Page 45 Review by Stephen

"I've seen and done many strange things!
"I've understood some of what's transpired, not all!
"But it's started me thinking!
"And perhaps that was all I needed!"

Yeah, maybe...

Or perhaps some lysergic acid diethylamide-25 would come in handy.

Writer Jim Starlin was particularly partial.

Otherwise this was brave back then but now pretty impenetrable, buried under a mountain of hand-wringing prose so deeply purple that it tinted the skin of the Titan within. The Titan in question being Thanos, son of Mentor and brother of Eros, who's set his sights on conquering Saturn's moon and thence the universe itself. Via planet Earth, obviously, or why would we even know?

Meanwhile, Thanos conducts an admirably platonic love affair with Death. That woman always gets the last laugh with us mere mortals, but here she doesn't even try to get a word in edgeways. Very wise: if she had eyebrows, they would probably arch.

Artistically, it is fascinating to witness a young Jim Starlin develop on the page, at first hindered by the ham-fisted inking of weakling Chic Stone (who never did anyone a visual favour) then embellished by the increasingly competent hands of Dave Cockrum, Pablo Marcos and finally the criminally underrated Dan Green.
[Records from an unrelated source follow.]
//! # Faultsync Engine
//!
//! Deterministic building blocks for keeping an offline copy of the fault
//! code dataset in step with the authoritative remote copy.
//!
//! ## Design Principles
//!
//! - **No IO**: the engine knows nothing about files, databases or network
//! - **Deterministic**: the same record set always yields the same checksum,
//!   delta and bundle bytes, whatever order it was enumerated in
//! - **Total**: version parsing never fails, so version comparison is a
//!   total order over arbitrary strings
//!
//! ## Core Concepts
//!
//! ### Records
//!
//! A [`Record`] is an id, an opaque JSON payload and a content checksum
//! derived from the payload.
//!
//! ### Versions
//!
//! Datasets are versioned with semantic triples ([`SemVer`]). The remote
//! publishes [`DatasetVersion`] metadata; the client only remembers the
//! version string it last applied.
//!
//! ### Checksums and deltas
//!
//! [`dataset_checksum`] digests a whole record set. [`calculate_delta`]
//! compares two id→checksum maps and yields the [`Delta`] of added, updated
//! and removed ids.
//!
//! ## Quick Start
//!
//! ```rust
//! use faultsync_engine::{calculate_delta, checksum_map, is_newer_version, Record};
//! use serde_json::json;
//!
//! assert!(is_newer_version("1.3.0", "1.2.9"));
//!
//! let old = vec![Record::new("dse-e001", json!({"code": "E001"}))];
//! let new = vec![
//!     Record::new("dse-e001", json!({"code": "E001", "severity": "critical"})),
//!     Record::new("dse-e002", json!({"code": "E002"})),
//! ];
//!
//! let delta = calculate_delta(&checksum_map(&old), &checksum_map(&new));
//! assert!(delta.added.contains("dse-e002"));
//! assert!(delta.updated.contains("dse-e001"));
//! assert!(delta.removed.is_empty());
//! ```
//!
//! ## Persistence
//!
//! Use [`ExportBundle`] to move a record set between devices or into a
//! backup. Bundles carry their own checksum and are verified on import.

pub mod bundle;
pub mod checksum;
pub mod delta;
pub mod error;
pub mod protocol;
pub mod record;
pub mod version;

// Re-export main types at crate root
pub use bundle::ExportBundle;
pub use checksum::{checksum_of_pairs, content_checksum, dataset_checksum};
pub use delta::{calculate_delta, checksum_map, ChecksumMap, Delta};
pub use error::Error;
pub use protocol::{CheckQuery, CheckResponse, FetchRequest, FetchResponse};
pub use record::{Record, INDEXED_FIELDS};
pub use version::{
    compare_versions, format_version_info, increment_version, is_newer_version, parse_version,
    DatasetVersion, SemVer, VersionComparison, VersionPart,
};

/// Type aliases for clarity
pub type RecordId = String;
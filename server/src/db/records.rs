//! Database operations for the fault_records table.

use faultsync_engine::Record;
use sqlx::postgres::PgRow;
use sqlx::{Executor, Postgres, Row};

/// A stored record row from the database.
#[derive(Debug)]
pub struct StoredRecord {
    pub id: String,
    pub payload: serde_json::Value,
    pub content_checksum: String,
}

impl<'r> sqlx::FromRow<'r, PgRow> for StoredRecord {
    fn from_row(row: &'r PgRow) -> Result<Self, sqlx::Error> {
        Ok(StoredRecord {
            id: row.try_get("id")?,
            payload: row.try_get("payload")?,
            content_checksum: row.try_get("content_checksum")?,
        })
    }
}

impl StoredRecord {
    pub fn into_record(self) -> Record {
        Record {
            id: self.id,
            payload: self.payload,
            content_checksum: self.content_checksum,
        }
    }
}

/// Upsert a record (insert or update).
pub async fn upsert_record<'e, E>(executor: E, record: &Record) -> Result<(), sqlx::Error>
where
    E: Executor<'e, Database = Postgres>,
{
    sqlx::query(
        r#"
        INSERT INTO fault_records (id, payload, content_checksum, updated_at)
        VALUES ($1, $2, $3, NOW())
        ON CONFLICT (id) DO UPDATE SET
            payload = EXCLUDED.payload,
            content_checksum = EXCLUDED.content_checksum,
            updated_at = EXCLUDED.updated_at
        "#,
    )
    .bind(&record.id)
    .bind(&record.payload)
    .bind(&record.content_checksum)
    .execute(executor)
    .await?;

    Ok(())
}

/// Delete a record. Returns whether it existed.
pub async fn delete_record<'e, E>(executor: E, id: &str) -> Result<bool, sqlx::Error>
where
    E: Executor<'e, Database = Postgres>,
{
    let result = sqlx::query("DELETE FROM fault_records WHERE id = $1")
        .bind(id)
        .execute(executor)
        .await?;
    Ok(result.rows_affected() > 0)
}

/// Every record, ordered by id.
pub async fn get_all_records<'e, E>(executor: E) -> Result<Vec<Record>, sqlx::Error>
where
    E: Executor<'e, Database = Postgres>,
{
    let rows = sqlx::query_as::<_, StoredRecord>(
        "SELECT id, payload, content_checksum FROM fault_records ORDER BY id",
    )
    .fetch_all(executor)
    .await?;

    Ok(rows.into_iter().map(StoredRecord::into_record).collect())
}

/// `(id, content_checksum)` of every record.
pub async fn get_record_checksums<'e, E>(executor: E) -> Result<Vec<(String, String)>, sqlx::Error>
where
    E: Executor<'e, Database = Postgres>,
{
    sqlx::query_as("SELECT id, content_checksum FROM fault_records")
        .fetch_all(executor)
        .await
}
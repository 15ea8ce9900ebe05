//! # Faultsync Client
//!
//! Offline store and sync service for the fault code dataset.
//!
//! - [`LocalStore`]: SQLite-backed records, settings and applied versions
//! - [`VersionManager`]: the applied version and staleness checks
//! - [`DeltaMerger`]: transactional application of downloaded changes
//! - [`SyncService`]: single-flight sync against a [`RemoteSource`], with
//!   progress events, cancellation, export/import and auto-sync
//!
//! ```no_run
//! use faultsync_client::{HttpRemote, LocalStore, SyncService};
//! use std::sync::Arc;
//! use std::time::Duration;
//!
//! # async fn run() -> Result<(), faultsync_client::SyncError> {
//! let store = LocalStore::open("faultsync.db").await?;
//! let remote = HttpRemote::new("https://faults.example.com/api", Duration::from_secs(30))?;
//! let service = SyncService::new(store, Arc::new(remote), 24);
//!
//! let result = service.sync_fault_database(false).await;
//! println!("synced: {:?}", result.version);
//! # Ok(())
//! # }
//! ```

mod auto_sync;
pub mod config;
pub mod error;
pub mod merger;
pub mod remote;
pub mod service;
pub mod store;
pub mod version;

pub use auto_sync::MIN_AUTO_SYNC_INTERVAL;
pub use config::{Config, ConfigError};
pub use error::{Result, SyncError};
pub use merger::{DeltaMerger, MergeOutcome};
pub use remote::{HttpRemote, RemoteSource};
pub use service::{SyncPhase, SyncProgress, SyncResult, SyncService, SyncStatus};
pub use store::{IndexField, LocalStore, StoreTxn};
pub use version::{LocalVersion, VersionManager, UNSYNCED_VERSION};
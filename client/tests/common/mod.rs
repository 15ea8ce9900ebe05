//! Shared fixtures for the client integration tests.

#![allow(dead_code)]

use async_trait::async_trait;
use chrono::{TimeDelta, Utc};
use faultsync_client::version::{LAST_SYNC_KEY, LOCAL_VERSION_KEY};
use faultsync_client::{LocalStore, RemoteSource, SyncError, SyncService};
use faultsync_engine::{CheckResponse, FetchRequest, FetchResponse, Record};
use parking_lot::Mutex;
use serde_json::json;
use std::sync::atomic::{AtomicUsize, Ordering};
use std::sync::Arc;
use tokio::sync::Notify;

/// Lets a test hold a remote call open.
#[derive(Default)]
pub struct Gate {
    pub entered: Notify,
    pub release: Notify,
}

/// In-process remote answering from a script.
pub struct ScriptedRemote {
    check: Mutex<Result<CheckResponse, String>>,
    fetch: Mutex<Result<FetchResponse, String>>,
    check_calls: AtomicUsize,
    fetch_calls: AtomicUsize,
    requests: Mutex<Vec<FetchRequest>>,
    gate: Option<Arc<Gate>>,
    fetch_gate: Option<Arc<Gate>>,
}

impl ScriptedRemote {
    /// A remote with nothing new to offer.
    pub fn new() -> Self {
        Self {
            check: Mutex::new(Ok(no_update())),
            fetch: Mutex::new(Err("unexpected download".into())),
            check_calls: AtomicUsize::new(0),
            fetch_calls: AtomicUsize::new(0),
            requests: Mutex::new(Vec::new()),
            gate: None,
            fetch_gate: None,
        }
    }

    pub fn with_check(self, response: CheckResponse) -> Self {
        *self.check.lock() = Ok(response);
        self
    }

    pub fn with_check_error(self, message: &str) -> Self {
        *self.check.lock() = Err(message.to_string());
        self
    }

    pub fn with_fetch(self, response: FetchResponse) -> Self {
        *self.fetch.lock() = Ok(response);
        self
    }

    pub fn with_fetch_error(self, message: &str) -> Self {
        *self.fetch.lock() = Err(message.to_string());
        self
    }

    /// Hold the update check open.
    pub fn with_gate(mut self, gate: Arc<Gate>) -> Self {
        self.gate = Some(gate);
        self
    }

    /// Hold the download open.
    pub fn with_fetch_gate(mut self, gate: Arc<Gate>) -> Self {
        self.fetch_gate = Some(gate);
        self
    }

    pub fn check_calls(&self) -> usize {
        self.check_calls.load(Ordering::SeqCst)
    }

    pub fn fetch_calls(&self) -> usize {
        self.fetch_calls.load(Ordering::SeqCst)
    }

    pub fn requests(&self) -> Vec<FetchRequest> {
        self.requests.lock().clone()
    }
}

#[async_trait]
impl RemoteSource for ScriptedRemote {
    async fn check(&self, _current_version: &str) -> Result<CheckResponse, SyncError> {
        self.check_calls.fetch_add(1, Ordering::SeqCst);
        if let Some(gate) = &self.gate {
            gate.entered.notify_one();
            gate.release.notified().await;
        }
        self.check.lock().clone().map_err(SyncError::Network)
    }

    async fn fetch(&self, request: &FetchRequest) -> Result<FetchResponse, SyncError> {
        self.fetch_calls.fetch_add(1, Ordering::SeqCst);
        self.requests.lock().push(request.clone());
        if let Some(gate) = &self.fetch_gate {
            gate.entered.notify_one();
            gate.release.notified().await;
        }
        self.fetch.lock().clone().map_err(SyncError::Network)
    }
}

pub fn no_update() -> CheckResponse {
    CheckResponse {
        has_update: false,
        current_version: None,
        latest_version: None,
        change_count: 0,
        changelog: None,
        released_at: None,
    }
}

pub fn update_to(latest: &str, change_count: u64) -> CheckResponse {
    CheckResponse {
        has_update: true,
        current_version: None,
        latest_version: Some(latest.to_string()),
        change_count,
        changelog: Some(vec![format!("Release {}", latest)]),
        released_at: Some(Utc::now()),
    }
}

pub fn fault(id: &str, code: &str) -> Record {
    Record::new(
        id,
        json!({
            "code": code,
            "brand": "DSE",
            "model": "DSE 7320",
            "severity": "warning",
            "title": format!("Fault {}", code),
        }),
    )
}

/// An in-memory store holding `records` at `version`, last synced
/// `hours_ago` hours ago.
pub async fn seeded_store(records: &[Record], version: Option<&str>, hours_ago: i64) -> LocalStore {
    let store = LocalStore::open_in_memory().await.unwrap();

    let mut txn = store.begin().await.unwrap();
    txn.upsert(records).await.unwrap();
    if let Some(version) = version {
        txn.put_setting(LOCAL_VERSION_KEY, version).await.unwrap();
        let at = Utc::now() - TimeDelta::hours(hours_ago);
        txn.put_setting(LAST_SYNC_KEY, &at.to_rfc3339()).await.unwrap();
    }
    txn.commit().await.unwrap();

    store
}

pub fn service(store: &LocalStore, remote: &Arc<ScriptedRemote>) -> Arc<SyncService> {
    Arc::new(SyncService::new(store.clone(), remote.clone(), 24))
}
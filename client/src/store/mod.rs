//! Local persistent store for fault records, settings and applied versions.
//!
//! Backed by SQLite through a single-connection pool. Readers see only
//! committed state; every multi-step write goes through a [`StoreTxn`].

mod records;
pub mod schema;
mod settings;

pub use records::IndexField;

use crate::error::Result;
use chrono::Utc;
use faultsync_engine::{ChecksumMap, DatasetVersion, Record};
use sqlx::sqlite::{
    SqliteConnectOptions, SqliteJournalMode, SqlitePool, SqlitePoolOptions, SqliteSynchronous,
};
use sqlx::{Sqlite, Transaction};
use std::path::Path;
use std::str::FromStr;
use std::time::Duration;

/// Handle to the local store.
#[derive(Debug, Clone)]
pub struct LocalStore {
    pool: SqlitePool,
}

impl LocalStore {
    /// Open (creating if missing) the store at `path` and bring its schema
    /// up to date.
    pub async fn open(path: impl AsRef<Path>) -> Result<Self> {
        Self::open_at_schema(path, schema::latest_version()).await
    }

    /// Open the store, migrating only up to `schema_version`.
    pub async fn open_at_schema(path: impl AsRef<Path>, schema_version: u32) -> Result<Self> {
        let path = path.as_ref();
        tracing::debug!(path = %path.display(), "Opening local store");

        let options = SqliteConnectOptions::new()
            .filename(path)
            .create_if_missing(true)
            .journal_mode(SqliteJournalMode::Wal)
            .synchronous(SqliteSynchronous::Normal)
            .busy_timeout(Duration::from_secs(5));

        let pool = SqlitePoolOptions::new()
            .max_connections(1)
            .connect_with(options)
            .await?;

        Self::init(pool, schema_version).await
    }

    /// A throwaway store held in memory.
    pub async fn open_in_memory() -> Result<Self> {
        let options = SqliteConnectOptions::from_str("sqlite::memory:")?;

        // The database lives as long as its only connection.
        let pool = SqlitePoolOptions::new()
            .max_connections(1)
            .min_connections(1)
            .idle_timeout(None)
            .max_lifetime(None)
            .connect_with(options)
            .await?;

        Self::init(pool, schema::latest_version()).await
    }

    async fn init(pool: SqlitePool, schema_version: u32) -> Result<Self> {
        let version = schema::migrate_to(&pool, schema_version).await?;
        tracing::debug!(schema_version = version, "Local store ready");
        Ok(Self { pool })
    }

    /// Schema version of the open database.
    pub async fn schema_version(&self) -> Result<u32> {
        Ok(schema::current_version(&self.pool).await?)
    }

    pub async fn get(&self, id: &str) -> Result<Option<Record>> {
        let row = records::get(&self.pool, id).await?;
        Ok(row.map(|r| r.into_record()))
    }

    /// Every record, ordered by id.
    pub async fn all(&self) -> Result<Vec<Record>> {
        let rows = records::all(&self.pool).await?;
        Ok(rows.into_iter().map(|r| r.into_record()).collect())
    }

    pub async fn count(&self) -> Result<usize> {
        let count = records::count(&self.pool).await?;
        Ok(count.max(0) as usize)
    }

    /// Id to content checksum map of the stored records.
    pub async fn checksum_map(&self) -> Result<ChecksumMap> {
        let pairs = records::checksums(&self.pool).await?;
        Ok(pairs.into_iter().collect())
    }

    /// Records whose indexed field equals `value`.
    pub async fn find_by(&self, field: IndexField, value: &str) -> Result<Vec<Record>> {
        let rows = records::find_by(&self.pool, field, value).await?;
        Ok(rows.into_iter().map(|r| r.into_record()).collect())
    }

    /// Case-insensitive substring search.
    pub async fn search(&self, query: &str) -> Result<Vec<Record>> {
        let rows = records::search(&self.pool, query).await?;
        Ok(rows.into_iter().map(|r| r.into_record()).collect())
    }

    pub async fn get_setting(&self, key: &str) -> Result<Option<String>> {
        Ok(settings::get_setting(&self.pool, key).await?)
    }

    pub async fn put_setting(&self, key: &str, value: &str) -> Result<()> {
        Ok(settings::put_setting(&self.pool, key, value).await?)
    }

    /// Applied dataset versions, newest first.
    pub async fn versions(&self) -> Result<Vec<DatasetVersion>> {
        Ok(settings::versions(&self.pool).await?)
    }

    /// Start a write transaction.
    ///
    /// Nothing written through the transaction is visible to readers until
    /// [`StoreTxn::commit`]. Dropping it uncommitted rolls everything back.
    pub async fn begin(&self) -> Result<StoreTxn> {
        Ok(StoreTxn {
            tx: self.pool.begin().await?,
        })
    }

    /// Close the pool, waiting for the connection to be returned.
    pub async fn close(&self) {
        self.pool.close().await;
    }
}

/// An open write transaction on the local store.
pub struct StoreTxn {
    tx: Transaction<'static, Sqlite>,
}

impl StoreTxn {
    /// Every record as seen inside the transaction.
    pub async fn all(&mut self) -> Result<Vec<Record>> {
        let rows = records::all(&mut *self.tx).await?;
        Ok(rows.into_iter().map(|r| r.into_record()).collect())
    }

    pub async fn checksum_map(&mut self) -> Result<ChecksumMap> {
        let pairs = records::checksums(&mut *self.tx).await?;
        Ok(pairs.into_iter().collect())
    }

    /// Insert or replace records. Returns the number written.
    pub async fn upsert(&mut self, batch: &[Record]) -> Result<usize> {
        let now = Utc::now();
        for record in batch {
            records::upsert(&mut *self.tx, record, now).await?;
        }
        Ok(batch.len())
    }

    /// Delete records by id. Unknown ids are ignored. Returns the number
    /// actually deleted.
    pub async fn remove<'a, I>(&mut self, ids: I) -> Result<usize>
    where
        I: IntoIterator<Item = &'a String>,
    {
        let mut removed = 0;
        for id in ids {
            if records::delete(&mut *self.tx, id).await? {
                removed += 1;
            }
        }
        Ok(removed)
    }

    /// Delete every record.
    pub async fn clear(&mut self) -> Result<u64> {
        Ok(records::delete_all(&mut *self.tx).await?)
    }

    pub async fn put_setting(&mut self, key: &str, value: &str) -> Result<()> {
        Ok(settings::put_setting(&mut *self.tx, key, value).await?)
    }

    /// Record an applied version as current.
    pub async fn record_version(&mut self, version: &DatasetVersion) -> Result<()> {
        Ok(settings::record_version(&mut *self.tx, version).await?)
    }

    pub async fn commit(self) -> Result<()> {
        Ok(self.tx.commit().await?)
    }

    pub async fn rollback(self) -> Result<()> {
        Ok(self.tx.rollback().await?)
    }
}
Historically, it is interesting to note that this is where the good Captain's hair does the reverse of turning grey and goes blonde instead, just as he achieves Cosmic Awareness. So there's half your repertoire of jokes null and void.

Increasingly angry about the Titan's transgressions, our Kree warrior Mar-Vell is taken aside by higher, universal entities like Kronos and Eon and possibly even Eternity to be taught "enlightenment through discipline and training". Only then can he take on an enemy who, using the Cosmic Cube which makes all dreams come true, has turned himself into a God. Thanos doesn't make particularly good use of it, though. Scratch that: after searching so long for the Cosmic Cube, Thanos appears to manifest no plans for it whatsoever. If I got my paws on the Cosmic Cube I would, at the very least, clear my credit card debt and make sure Aqua's 'Barbie Girl' never, ever existed.

Meanwhile teenager Rick Jones, bonded to Mar-Vell via Nega-Bands, cries like a Brony whose MY LITTLE PONY has sacrificed its unicorn virginity to Satan's engorged and wart-ridden cock.

Don't get me wrong: I have all the individual issues and lapped them up as a drunken early teenager, but this is basically Starlin's earliest Captain Marvel stories rudely interjected by an awful lot of offal (the inverse of editing) or you could look at it as all the earliest Thanos appearances outside of Starlin's perfectly coherent CAPTAIN MARVEL and WARLOCK collections which are available separately and highly recommended because they eschew all this stringy, jaw-straining junk.

However, just so you know, this collects IRON MAN (1968) #55, CAPTAIN MARVEL (1968) #25-33, MARVEL FEATURE (1971) #12, DAREDEVIL (1964) #105-107, AVENGERS (1963) #125, WARLOCK (1972) #9-11 and #15, AVENGERS ANNUAL (1967) #7, MARVEL TWO-IN-ONE ANNUAL #2, and material from LOGAN'S RUN #6.